> **Your assignment**
Set out exactly every line of the entries below, starting at the line that holds "up, self.floor_check, self.tuning.wheel_probe_offset);" and stopping after the line that holds "on the ground)".

Supplied data: Begin

// ==============================================================================
// car.rs — CarController: ONE VEHICLE, ONE TICK AT A TIME
// ------------------------------------------------------------------------------
// Per tick (single writer, no threads):
//
//   1) probe all four wheels               (suspension::probe_ground)
//   2) coast decay, once, if input idle    (drive::coast_velocity)
//   3) per grounded wheel:
//        spring + friction (+ drive when input enabled)
//        each scaled by dt * FORCE_UNIT_SCALE, applied at the wheel
//   4) grounded / airborne debounce        (timers: EnterAir, FloorReset)
//   5) air righting while airborne         (air::righting_step)
//   6) camera FOV                          (camera::FovModel)
//   7) front wheel steering                (steering::FrontSteering)
//
// The physics body and ray queries come in through `&mut P` each tick; the
// controller never stores a handle to the world.
// ==============================================================================

use nalgebra::UnitQuaternion;
use tracing::{debug, info, trace};

use crate::arcade_car::air::righting_step;
use crate::arcade_car::camera::FovModel;
use crate::arcade_car::drive::{coast_velocity, drive_force};
use crate::arcade_car::effects::DriftEffects;
use crate::arcade_car::friction::friction_force;
use crate::arcade_car::ports::{ChassisBody, EffectService, RayCaster};
use crate::arcade_car::rotator::Rotator;
use crate::arcade_car::steering::FrontSteering;
use crate::arcade_car::suspension::{probe_ground, spring_force, GroundProbe};
use crate::arcade_car::timers::{DeferredActions, TimerSlot};
use crate::arcade_car::types::{ControlInput, InputEvent, Pos3, Vec3, WheelId, FORCE_UNIT_SCALE};
use crate::config::CarTuning;
use crate::debug_builders::{push_probe_ray, push_wheel_debug, DebugOverlay};
use crate::error::ConfigError;

/// Distance the chassis is lifted along its own up axis on a hard reset.
pub const RESET_LIFT: f32 = 200.0;

/// Per-wheel result of the last tick.
#[derive(Debug, Clone, Copy, PartialEq)]
pub struct WheelFrame {
    pub id: WheelId,
    pub location: Pos3,
    pub floor_distance: Option<f32>,
    pub spring: Vec3,   // scaled, as applied
    pub friction: Vec3, // scaled, as applied
    pub drive: Vec3,    // scaled; zero when input is disabled
}

impl WheelFrame {
    fn idle(id: WheelId) -> Self {
        Self {
            id,
            location: Pos3::origin(),
            floor_distance: None,
            spring: Vec3::zeros(),
            friction: Vec3::zeros(),
            drive: Vec3::zeros(),
        }
    }

    pub fn grounded(&self) -> bool {
        self.floor_distance.is_some()
    }
}

/// State transitions that happened during one tick.
#[derive(Debug, Clone, Copy, Default, PartialEq, Eq)]
pub struct TickReport {
    pub entered_air: bool,
    pub landed: bool,
    pub floor_check_restored: bool,
}

pub struct CarController {
    tuning: CarTuning,
    input: ControlInput,

    airborne: bool,
    floor_check: f32,
    original_floor_check: f32,
    timers: DeferredActions<TimerSlot>,

    camera: FovModel,
    steering: FrontSteering,
    effects: DriftEffects,

    wheels: [WheelFrame; 4],
    overlay: Option<DebugOverlay>,
}

impl CarController {
    pub fn new(tuning: CarTuning) -> Result<Self, ConfigError> {
        tuning.validate()?;

        let input = ControlInput {
            enabled: tuning.debug.allow_input,
            ..ControlInput::default()
        };

        Ok(Self {
            input,
            airborne: false,
            floor_check: tuning.floor_check_distance,
            original_floor_check: tuning.floor_check_distance,
            timers: DeferredActions::new(),
            camera: FovModel::new(tuning.base_fov, tuning.max_speed_fov, tuning.top_speed),
            steering: FrontSteering::default(),
            effects: DriftEffects::new(tuning.drift_effect_asset.clone()),
            wheels: WheelId::ALL.map(WheelFrame::idle),
            overlay: tuning.debug.draw_forces.then(DebugOverlay::default),
            tuning,
        })
    }

    // ----- queries -----

    pub fn tuning(&self) -> &CarTuning {
        &self.tuning
    }

    pub fn input(&self) -> &ControlInput {
        &self.input
    }

    pub fn is_airborne(&self) -> bool {
        self.airborne
    }

    pub fn is_drifting(&self) -> bool {
        self.input.drift_held
    }

    pub fn floor_check_distance(&self) -> f32 {
        self.floor_check
    }

    pub fn fov(&self) -> f32 {
        self.camera.fov
    }

    pub fn wheels(&self) -> &[WheelFrame; 4] {
        &self.wheels
    }

    pub fn effects(&self) -> &DriftEffects {
        &self.effects
    }

    pub fn steering(&self) -> &FrontSteering {
        &self.steering
    }

    pub fn debug_overlay(&self) -> Option<&DebugOverlay> {
        self.overlay.as_ref()
    }

    pub fn timer_pending(&self, slot: TimerSlot) -> bool {
        self.timers.exists(slot)
    }

    /// World position of a wheel attachment point.
    pub fn wheel_location<B: ChassisBody + ?Sized>(&self, body: &B, wheel: WheelId) -> Pos3 {
        body.position() + body.orientation() * self.tuning.wheels.offset(wheel)
    }

    /// World rotation of a wheel; front wheels carry the steering yaw.
    pub fn wheel_rotation(&self, chassis: &UnitQuaternion<f32>, wheel: WheelId) -> UnitQuaternion<f32> {
        if wheel.is_front() {
            self.steering.world_rotation(chassis)
        } else {
            *chassis
        }
    }

    // ----- input -----

    pub fn handle_input<B, E>(&mut self, event: InputEvent, body: &mut B, fx: &mut E)
    where
        B: ChassisBody + ?Sized,
        E: EffectService + ?Sized,
    {
        match event {
            InputEvent::Steer(v) => self.input.set_steer(v),
            InputEvent::Throttle(v) => self.input.set_throttle(v),
            InputEvent::Brake(v) => self.input.set_brake(v),
            InputEvent::DriftPressed => {
                self.input.drift_held = true;
                self.effects.ensure(fx);
                self.effects.set_active(fx, !self.airborne);
            }
            InputEvent::DriftReleased => {
                self.input.drift_held = false;
                self.effects.set_active(fx, false);
            }
            InputEvent::Reset => self.hard_reset(body),
            InputEvent::SetInputEnabled(enabled) => {
                if self.input.enabled != enabled {
                    debug!(enabled, "car input toggled");
                }
                self.input.enabled = enabled;
            }
        }
    }

    /// Stop, lift along local up and level out, keeping the heading.
    pub fn hard_reset<B: ChassisBody + ?Sized>(&mut self, body: &mut B) {
        body.set_linear_velocity(Vec3::zeros());
        body.set_angular_velocity(Vec3::zeros());
        body.add_local_offset(Vec3::new(0.0, 0.0, RESET_LIFT));

        let yaw = Rotator::from_quat(&body.orientation()).yaw;
        body.set_orientation(Rotator::new(0.0, yaw, 0.0).to_quat());
        info!(yaw, "car reset");
    }

    // ----- tick -----

    pub fn tick<P, E>(&mut self, dt: f32, port: &mut P, fx: &mut E) -> TickReport
    where
        P: ChassisBody + RayCaster + ?Sized,
        E: EffectService + ?Sized,
    {
        let mut report = TickReport::default();
        if dt <= 0.0 || !dt.is_finite() {
            return report;
        }
        if let Some(overlay) = self.overlay.as_mut() {
            overlay.clear();
        }

        let rotation = port.orientation();
        let up = port.up();

        // 1) probes
        let view: &P = port;
        let probes: [(Pos3, GroundProbe); 4] = WheelId::ALL.map(|w| {
            let location = self.wheel_location(view, w);
            let probe = probe_ground(view, location, up, self.floor_check, self.tuning.wheel_probe_offset);
            (location, probe)
        });
        let any_grounded = probes.iter().any(|(_, p)| p.grounded());

        // 2) coast (needs a wheel on the ground)
        if self.input.is_idle() && any_grounded {
            let v = port.linear_velocity();
            port.set_linear_velocity(coast_velocity(v, self.tuning.coast_stop_threshold_sq));
        }

        // 3) wheel forces
        self.apply_wheel_forces(dt, port, &rotation, &probes);

        // 4) grounded / airborne
        self.update_air_state(dt, fx, any_grounded, &mut report);

        // 5) air righting
        if self.airborne && !self.tuning.debug.disable_air_correction {
            self.right_in_air(dt, port);
        }

        // 6) camera
        self.camera.update(port.linear_velocity().norm(), dt);

        // 7) steering
        if self.input.enabled {
            self.steering.update(
                &port.orientation(),
                self.input.steer,
                self.tuning.max_turn_angle_deg,
                self.tuning.steering_rate,
                dt,
            );
        }

        report
    }

    fn apply_wheel_forces<P>(
        &mut self,
        dt: f32,
        port: &mut P,
        rotation: &UnitQuaternion<f32>,
        probes: &[(Pos3, GroundProbe); 4],
    ) where
        P: ChassisBody + ?Sized,
    {
        let scale = dt * FORCE_UNIT_SCALE;
        let up = rotation * Vec3::z();
        let chassis_vel = port.linear_velocity();
        let spring_params = self.tuning.spring();
        let drive_params = self.tuning.drive();
        let drifting = self.input.drift_held;

        for (i, wheel) in WheelId::ALL.into_iter().enumerate() {
            let (location, probe) = probes[i];
            let mut frame = WheelFrame {
                location,
                floor_distance: probe.floor_distance,
                ..WheelFrame::idle(wheel)
            };

            if let Some(floor) = probe.floor_distance {
                let wheel_vel = port.linear_velocity_at_point(location);
                let wheel_rot = self.wheel_rotation(rotation, wheel);
                let right = wheel_rot * -Vec3::y();
                let forward = wheel_rot * Vec3::x();

                let spring = spring_force(&spring_params, up, wheel_vel, floor);
                let friction = friction_force(
                    &self.tuning.friction,
                    wheel.axle(),
                    drifting,
                    right,
                    wheel_vel,
                    self.tuning.tire_mass,
                    dt,
                );

                frame.spring = spring * scale;
                frame.friction = friction * scale;
                port.apply_force_at_point(frame.spring, location);
                port.apply_force_at_point(frame.friction, location);

                if self.input.enabled {
                    let drive = drive_force(
                        &drive_params,
                        &self.tuning.torque_curve,
                        chassis_vel,
                        forward,
                        self.input.throttle,
                    );
                    frame.drive = drive * scale;
                    port.apply_force_at_point(frame.drive, location);
                }

                trace!(wheel = %wheel, floor, spring = frame.spring.z, "wheel grounded");
            }

            if let Some(overlay) = self.overlay.as_mut() {
                push_probe_ray(overlay, &probe);
                push_wheel_debug(overlay, wheel, location, &probe, frame.spring, frame.friction, frame.drive);
            }
            self.wheels[i] = frame;
        }
    }

    fn update_air_state<E>(&mut self, dt: f32, fx: &mut E, any_grounded: bool, report: &mut TickReport)
    where
        E: EffectService + ?Sized,
    {
        if any_grounded {
            self.timers.cancel(TimerSlot::EnterAir);
            self.timers.schedule(TimerSlot::FloorReset, self.tuning.floor_reset_delay);
            if self.airborne {
                self.airborne = false;
                report.landed = true;
                info!("car landed");
                if self.input.drift_held {
                    self.effects.set_active(fx, true);
                }
            }
        } else {
            if !self.airborne && self.timers.schedule(TimerSlot::EnterAir, self.tuning.air_enable_delay) {
                debug!(delay = self.tuning.air_enable_delay, "all wheels off the ground");
            }
            self.timers.cancel(TimerSlot::FloorReset);
        }

        for slot in self.timers.advance(dt) {
            match slot {
                TimerSlot::EnterAir => {
                    self.airborne = true;
                    self.floor_check = self.tuning.in_air_floor_check_distance;
                    self.effects.set_active(fx, false);
                    self.input.enabled = true;
                    report.entered_air = true;
                    info!(floor_check = self.floor_check, "car airborne");
                }
                TimerSlot::FloorReset => {
                    if self.floor_check != self.original_floor_check {
                        self.floor_check = self.original_floor_check;
                        report.floor_check_restored = true;
                        debug!(floor_check = self.floor_check, "floor check restored");
                    }
                }
            }
        }
    }

    fn right_in_air<P>(&mut self, dt: f32, port: &mut P)
    where
        P: ChassisBody + RayCaster + ?Sized,
    {
        let rotation = port.orientation();
        let position = port.position();
        let velocity = port.linear_velocity();
        let step = righting_step(&*port, &self.tuning.air(), position, &rotation, velocity, dt);
        let Some(step) = step else {
            return;
        };

        if let Some(target) = step.rotation {
            port.set_orientation(target.to_quat());
        }
        if let Some(overlay) = self.overlay.as_mut() {
            overlay.air_fan = Some(step.fan);
        }
    }
}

Supplied data: End

> **Response box**
            let probe = probe_ground(view, location, up, self.floor_check, self.tuning.wheel_probe_offset);
            (location, probe)
        });
        let any_grounded = probes.iter().any(|(_, p)| p.grounded());

        // 2) coast (needs a wheel on the ground)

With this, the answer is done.